How Digitalization can concretely save energy?

Almut Bonhage (Communications and project manager of the Coalition for Energy Savings) claimed that digitalization is fundamental if EU wants energy transition to happen, being a powerful leverage to decrease energy consumption.

In this light, digitalization can accelerate and scale-up end-use efficiency. For example:

  • in the transport sector can bring connectivity, sharing and automation. Besides, digital solutions for trucks could reduce energy use for road freight by 20-25%;   
  • as for buildings, smart controls will improve living comfort and will completely transform the way we use the energy to power them;
  • in industry, implementing digital energy management systems will enable real-time data and control, helping save 10-20% of energy use just through optimization.

Also, digitalization can unlock further opportunities in the wider energy system: let’s think of smart homes which, collocated in smart grids, will have multiple roles and not only be energy consumers (for example with solar energy the citizen is empowered and becomes a producer of energy, which will put it into circulation thanks to the home’s connectivity to a grid).

Nevertheless, digitalization requires the creation of new markets for flexibility and ancillary services, while the existing markets must open to new business models (such as virtual power plants).

What stakeholders think about digitalization?

The European Association of Electrical Contractors, represented by Secretary General Giorgia Concas, claimed that to design and deliver the most appropriate up-to-date energy solutions for both infrastructure and buildings they need appropriate digital skills, urging the Member States to find a way to offer them digital trainings.

The European Energy Retailers, represented by their President Michele Governatori, remarked their important role of collecting timely information of energy consumption thanks to digital instruments (such as up-to-date meters) and its consequent use in order to raise customer awareness about the scarcity of energy.    
In fact, showing citizens their consumption habits make them understand both the value of the service and the value of the commodity, stimulating them to optimize their energy consumption habits.

Finally Leah Charpentier (Head of European Regulatory Affairs & Government Relations, First Solar) pointed out that solar electricity already exists on digital scale - unlike traditional electricity – although, right now, “the way we produce solar energy is not as effective as it could be”.
In fact there is too much loss of clean energy because  the one in excess does not enter in a grid due to the absence of connectivity between buildings. 

Installing solar panels on buildings and connecting them to the distribution and transmission grids can provide ancillary services, empower citizens and create flexibility for this source, capable to respond on variable market needs. Indubitably, such level of integration can only be achieved with digitalization. 
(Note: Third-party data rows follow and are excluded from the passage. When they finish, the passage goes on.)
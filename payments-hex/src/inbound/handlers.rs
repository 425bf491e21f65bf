//! HTTP request handlers.

use std::sync::Arc;

use axum::{
    Json,
    extract::{
        Path, Query, State,
        rejection::{JsonRejection, QueryRejection},
    },
    http::StatusCode,
    response::{IntoResponse, Response},
};

use payments_types::{
    AppError, CancelRequest, FieldError, PayRequest, PaymentStore, RefundRequest, ReportRow,
    SearchPaymentParams, Transaction, TransactionId, TransactionResult,
};

use crate::PaymentService;
use crate::timezone::TimeZoneConverter;

/// Application state shared across handlers.
pub struct AppState<R: PaymentStore> {
    pub service: PaymentService<R>,
    pub time_zone: TimeZoneConverter,
}

impl<R: PaymentStore> AppState<R> {
    fn result(&self, tx: Transaction) -> TransactionResult {
        let date = self.time_zone.display(tx.transaction_date);
        TransactionResult::new(tx, date)
    }
}

/// Wrapper to implement IntoResponse for AppError (orphan rule workaround).
pub struct ApiError(pub AppError);

impl From<AppError> for ApiError {
    fn from(err: AppError) -> Self {
        ApiError(err)
    }
}

impl IntoResponse for ApiError {
    fn into_response(self) -> Response {
        let status = match &self.0 {
            AppError::Validation(_) | AppError::BankNotFound(_) | AppError::BusinessRule(_) => {
                StatusCode::BAD_REQUEST
            }
            AppError::TransactionNotFound(_) => StatusCode::NOT_FOUND,
            AppError::Conflict(_) => StatusCode::CONFLICT,
            AppError::Internal(_) => StatusCode::INTERNAL_SERVER_ERROR,
        };

        let body = match &self.0 {
            AppError::Validation(errors) => serde_json::json!({
                "error": "One or more validation errors occurred.",
                "code": status.as_u16(),
                "errors": errors,
            }),
            AppError::Internal(detail) => {
                tracing::error!(error = %detail, "Unhandled error");
                serde_json::json!({
                    "error": "An unexpected error occurred.",
                    "code": status.as_u16()
                })
            }
            other => serde_json::json!({
                "error": other.to_string(),
                "code": status.as_u16()
            }),
        };

        (status, Json(body)).into_response()
    }
}

fn bad_input(field: &str, message: impl Into<String>) -> ApiError {
    ApiError(AppError::Validation(vec![FieldError::new(field, message)]))
}

fn parse_transaction_id(raw: &str) -> Result<TransactionId, ApiError> {
    raw.parse()
        .map_err(|_| bad_input("transactionId", "TransactionId must be a valid UUID."))
}

/// Liveness probe.
pub async fn live() -> impl IntoResponse {
    Json(serde_json::json!({ "status": "healthy" }))
}

/// Readiness probe; checks the store.
pub async fn ready<R: PaymentStore>(State(state): State<Arc<AppState<R>>>) -> Response {
    match state.service.ready().await {
        Ok(()) => Json(serde_json::json!({ "status": "ready" })).into_response(),
        Err(e) => {
            tracing::warn!(error = %e, "Readiness check failed");
            (
                StatusCode::SERVICE_UNAVAILABLE,
                Json(serde_json::json!({ "status": "unavailable" })),
            )
                .into_response()
        }
    }
}

/// Charge a payment.
#[tracing::instrument(skip(state, body))]
pub async fn pay<R: PaymentStore>(
    State(state): State<Arc<AppState<R>>>,
    body: Result<Json<PayRequest>, JsonRejection>,
) -> Result<Json<TransactionResult>, ApiError> {
    let Json(req) = body.map_err(|e| bad_input("body", e.body_text()))?;
    let tx = state.service.pay(req).await?;
    Ok(Json(state.result(tx)))
}

/// Cancel a transaction made today.
#[tracing::instrument(skip(state), fields(transaction_id = %id))]
pub async fn cancel<R: PaymentStore>(
    State(state): State<Arc<AppState<R>>>,
    Path(id): Path<String>,
) -> Result<Json<TransactionResult>, ApiError> {
    let transaction_id = parse_transaction_id(&id)?;
    let tx = state.service.cancel(CancelRequest { transaction_id }).await?;
    Ok(Json(state.result(tx)))
}

/// Refund a transaction at least one day old.
#[tracing::instrument(skip(state), fields(transaction_id = %id))]
pub async fn refund<R: PaymentStore>(
    State(state): State<Arc<AppState<R>>>,
    Path(id): Path<String>,
) -> Result<Json<TransactionResult>, ApiError> {
    let transaction_id = parse_transaction_id(&id)?;
    let tx = state.service.refund(RefundRequest { transaction_id }).await?;
    Ok(Json(state.result(tx)))
}

/// Search transactions with their details.
#[tracing::instrument(skip(state, params))]
pub async fn search<R: PaymentStore>(
    State(state): State<Arc<AppState<R>>>,
    params: Result<Query<SearchPaymentParams>, QueryRejection>,
) -> Result<Json<Vec<ReportRow>>, ApiError> {
    let Query(params) = params.map_err(|e| bad_input("query", e.body_text()))?;
    let filter = params.into_filter().map_err(AppError::from)?;

    let rows = state
        .service
        .search(&filter)
        .await?
        .into_iter()
        .map(|report| {
            let date = state.time_zone.display(report.transaction.transaction_date);
            ReportRow::new(report.transaction, report.details, date)
        })
        .collect();

    Ok(Json(rows))
}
Showing the real value of energy

New digital technologies have the potential to reshape, modernize and transform Europe energy system, making it sustainable and climate-neutral; in this process, energy efficiency is essential and needs to play a leading role in sustainable energy transition.  

Digitalization is an enabler of energy savings and now the technology is ready and must be applied in concrete to solve the energy optimization and sustainability problems that our society has,  bringing to life the European Commission’s Clean Energy Package and heading towards a  decarbonised economy in the next decades.

Finally, as Adrian Joyce stated, we should show to the European citizens the real value of energy so that they will consume more cautiously. In fact, all energy is precious and, whatever the source, we must be very responsible about the use we do with it.